DATA UNDER STUDY:
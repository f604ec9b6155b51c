use std::future::Future;

use super::{SourceError, VocabularyError};
use crate::models::PaperRecord;

/// Citation database operations used by the search stage.
///
/// `expand_by_network` and `count` are soft: implementations log failures
/// and return an empty list or zero instead of erroring.
pub trait LiteratureSource: Send + Sync {
    /// Relevance-ordered identifiers for `query`, at most `limit`.
    fn search(
        &self,
        query: &str,
        limit: usize,
    ) -> impl Future<Output = Result<Vec<String>, SourceError>> + Send;

    /// Related-article neighbors of `seeds`, first-seen order, seeds excluded.
    fn expand_by_network(
        &self,
        seeds: &[String],
        per_seed_limit: usize,
    ) -> impl Future<Output = Vec<String>> + Send;

    /// Full records for `ids`; articles that cannot be read are skipped.
    fn fetch_details(
        &self,
        ids: &[String],
    ) -> impl Future<Output = Result<Vec<PaperRecord>, SourceError>> + Send;

    /// Total hit count for `query`, 0 when unknown.
    fn count(&self, query: &str) -> impl Future<Output = u64> + Send;
}

/// Controlled-vocabulary check for candidate index terms.
pub trait VocabularyLookup: Send + Sync {
    /// True when `term` is an exact descriptor label.
    fn is_descriptor(
        &self,
        term: &str,
    ) -> impl Future<Output = Result<bool, VocabularyError>> + Send;
}
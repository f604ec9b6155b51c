//! Plain-text email draft of an analysis, addressed to the submitting author.

use std::fmt::Write as _;

use serde::Serialize;
use url::form_urlencoded::byte_serialize;

use super::types::AnalysisResult;
use crate::models::{CaseInput, QueryStrength};

const RULE: &str = "----------------------------------------";
const BANNER: &str = "========================================";

#[derive(Debug, Clone, PartialEq, Eq, Serialize)]
pub struct EmailDraft {
    /// `None` when the case carried no usable contact address.
    pub to: Option<String>,
    pub subject: String,
    pub body: String,
}

/// Percent-encode for a mailto URI; spaces become `%20`, not `+`.
fn mailto_encode(text: &str) -> String {
    byte_serialize(text.as_bytes())
        .collect::<String>()
        .replace('+', "%20")
}

impl EmailDraft {
    /// Build the draft from the result and the submitted case only.
    pub fn from_analysis(result: &AnalysisResult, case: &CaseInput) -> Self {
        let subject = format!(
            "Case report screening result: {} Priority (Novelty {}%)",
            result.judgement, result.score
        );

        Self {
            to: case.contact_email().map(str::to_string),
            subject,
            body: render_body(result, case),
        }
    }

    pub fn mailto_link(&self) -> String {
        format!(
            "mailto:{}?subject={}&body={}",
            self.to.as_deref().unwrap_or_default(),
            mailto_encode(&self.subject),
            mailto_encode(&self.body)
        )
    }
}

fn section(body: &mut String, title: &str) {
    let _ = write!(body, "\n[{title}]\n{RULE}\n");
}

fn render_body(result: &AnalysisResult, case: &CaseInput) -> String {
    let mut body = String::new();

    let _ = writeln!(body, "{BANNER}\nCase Report Analysis\n{BANNER}");

    section(&mut body, "Judgement");
    let _ = writeln!(body, "Priority: {}", result.judgement);
    let _ = writeln!(
        body,
        "Novelty Score: {}% (based on CATTO level {})",
        result.score, result.max_level
    );

    section(&mut body, "Reasoning");
    let _ = writeln!(body, "{}", result.reasoning);

    section(&mut body, "Search Query");
    let _ = writeln!(body, "{}", result.query.chosen);
    let _ = writeln!(
        body,
        "({} query, {} hits)",
        result.query.strength,
        match result.query.strength {
            QueryStrength::Narrow => result.query.narrow_count,
            QueryStrength::Broad => result.query.broad_count,
        }
    );

    section(&mut body, "Quick Literature Check");
    if result.fetched_count == 0 {
        let _ = writeln!(body, "PubMed returned no literature for verification.");
    }
    if result.citations.is_empty() {
        let _ = writeln!(body, "No specific papers found.");
    }
    for (i, cite) in result.citations.iter().enumerate() {
        let _ = writeln!(body, "[{}] {}", i + 1, cite.title);
        let _ = writeln!(body, "    PMID: {}", cite.pmid);
        if let Some(doi) = &cite.doi {
            let _ = writeln!(body, "    DOI: {doi}");
        }
        if !cite.evidence_quotes.is_empty() {
            let _ = writeln!(body, "    Evidence: \"{}\"", cite.evidence_quotes.join("\", \""));
        }
        let _ = writeln!(body, "    Matched Elements: {}", cite.matched_elements);
        let _ = writeln!(body, "    Unmatched Elements: {}", cite.unmatched_elements);
        let _ = writeln!(body, "    Difference: {}", cite.difference);
        if let Some(note) = cite.verification_note {
            let _ = writeln!(body, "    Verification: {note}");
        }
        body.push('\n');
    }

    if let Some(narrative) = &result.narrative {
        section(&mut body, "Knowledge Gap");
        let _ = writeln!(body, "{}", narrative.knowledge_gap);
        if !narrative.novelty_sharpeners.is_empty() {
            let _ = writeln!(body, "\nNovelty sharpeners:");
            for item in &narrative.novelty_sharpeners {
                let _ = writeln!(body, "- {item}");
            }
        }
    }

    section(&mut body, "Submitted CATTO Data");
    for ((label, value), letter) in case.attributes().iter().zip('A'..) {
        let _ = writeln!(body, "{letter}. {label}:\n{}\n", value.trim());
    }

    body.trim().to_string()
}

THE PROBLEM:
The records above should be restated exactly, line for line.

ANSWER TO THIS TASK:
repository f604ec9b6155b51c
use std::future::Future;

use super::{SourceError, VocabularyError};
use crate::models::PaperRecord;

/// Citation database operations used by the search stage.
///
/// `expand_by_network` and `count` are soft: implementations log failures
/// and return an empty list or zero instead of erroring.
pub trait LiteratureSource: Send + Sync {
    /// Relevance-ordered identifiers for `query`, at most `limit`.
    fn search(
        &self,
        query: &str,
        limit: usize,
    ) -> impl Future<Output = Result<Vec<String>, SourceError>> + Send;

    /// Related-article neighbors of `seeds`, first-seen order, seeds excluded.
    fn expand_by_network(
        &self,
        seeds: &[String],
        per_seed_limit: usize,
    ) -> impl Future<Output = Vec<String>> + Send;

    /// Full records for `ids`; articles that cannot be read are skipped.
    fn fetch_details(
        &self,
        ids: &[String],
    ) -> impl Future<Output = Result<Vec<PaperRecord>, SourceError>> + Send;

    /// Total hit count for `query`, 0 when unknown.
    fn count(&self, query: &str) -> impl Future<Output = u64> + Send;
}

/// Controlled-vocabulary check for candidate index terms.
pub trait VocabularyLookup: Send + Sync {
    /// True when `term` is an exact descriptor label.
    fn is_descriptor(
        &self,
        term: &str,
    ) -> impl Future<Output = Result<bool, VocabularyError>> + Send;
}
repository f604ec9b6155b51c
//! Plain-text email draft of an analysis, addressed to the submitting author.

use std::fmt::Write as _;

use serde::Serialize;
use url::form_urlencoded::byte_serialize;

use super::types::AnalysisResult;
use crate::models::{CaseInput, QueryStrength};

const RULE: &str = "----------------------------------------";
const BANNER: &str = "========================================";

#[derive(Debug, Clone, PartialEq, Eq, Serialize)]
pub struct EmailDraft {
    /// `None` when the case carried no usable contact address.
    pub to: Option<String>,
    pub subject: String,
    pub body: String,
}

/// Percent-encode for a mailto URI; spaces become `%20`, not `+`.
fn mailto_encode(text: &str) -> String {
    byte_serialize(text.as_bytes())
        .collect::<String>()
        .replace('+', "%20")
}

impl EmailDraft {
    /// Build the draft from the result and the submitted case only.
    pub fn from_analysis(result: &AnalysisResult, case: &CaseInput) -> Self {
        let subject = format!(
            "Case report screening result: {} Priority (Novelty {}%)",
            result.judgement, result.score
        );

        Self {
            to: case.contact_email().map(str::to_string),
            subject,
            body: render_body(result, case),
        }
    }

    pub fn mailto_link(&self) -> String {
        format!(
            "mailto:{}?subject={}&body={}",
            self.to.as_deref().unwrap_or_default(),
            mailto_encode(&self.subject),
            mailto_encode(&self.body)
        )
    }
}

fn section(body: &mut String, title: &str) {
    let _ = write!(body, "\n[{title}]\n{RULE}\n");
}

fn render_body(result: &AnalysisResult, case: &CaseInput) -> String {
    let mut body = String::new();

    let _ = writeln!(body, "{BANNER}\nCase Report Analysis\n{BANNER}");

    section(&mut body, "Judgement");
    let _ = writeln!(body, "Priority: {}", result.judgement);
    let _ = writeln!(
        body,
        "Novelty Score: {}% (based on CATTO level {})",
        result.score, result.max_level
    );

    section(&mut body, "Reasoning");
    let _ = writeln!(body, "{}", result.reasoning);

    section(&mut body, "Search Query");
    let _ = writeln!(body, "{}", result.query.chosen);
    let _ = writeln!(
        body,
        "({} query, {} hits)",
        result.query.strength,
        match result.query.strength {
            QueryStrength::Narrow => result.query.narrow_count,
            QueryStrength::Broad => result.query.broad_count,
        }
    );

    section(&mut body, "Quick Literature Check");
    if result.fetched_count == 0 {
        let _ = writeln!(body, "PubMed returned no literature for verification.");
    }
    if result.citations.is_empty() {
        let _ = writeln!(body, "No specific papers found.");
    }
    for (i, cite) in result.citations.iter().enumerate() {
        let _ = writeln!(body, "[{}] {}", i + 1, cite.title);
        let _ = writeln!(body, "    PMID: {}", cite.pmid);
        if let Some(doi) = &cite.doi {
            let _ = writeln!(body, "    DOI: {doi}");
        }
        if !cite.evidence_quotes.is_empty() {
            let _ = writeln!(body, "    Evidence: \"{}\"", cite.evidence_quotes.join("\", \""));
        }
        let _ = writeln!(body, "    Matched Elements: {}", cite.matched_elements);
        let _ = writeln!(body, "    Unmatched Elements: {}", cite.unmatched_elements);
        let _ = writeln!(body, "    Difference: {}", cite.difference);
        if let Some(note) = cite.verification_note {
            let _ = writeln!(body, "    Verification: {note}");
        }
        body.push('\n');
    }

    if let Some(narrative) = &result.narrative {
        section(&mut body, "Knowledge Gap");
        let _ = writeln!(body, "{}", narrative.knowledge_gap);
        if !narrative.novelty_sharpeners.is_empty() {
            let _ = writeln!(body, "\nNovelty sharpeners:");
            for item in &narrative.novelty_sharpeners {
                let _ = writeln!(body, "- {item}");
            }
        }
    }

    section(&mut body, "Submitted CATTO Data");
    for ((label, value), letter) in case.attributes().iter().zip('A'..) {
        let _ = writeln!(body, "{letter}. {label}:\n{}\n", value.trim());
    }

    body.trim().to_string()
}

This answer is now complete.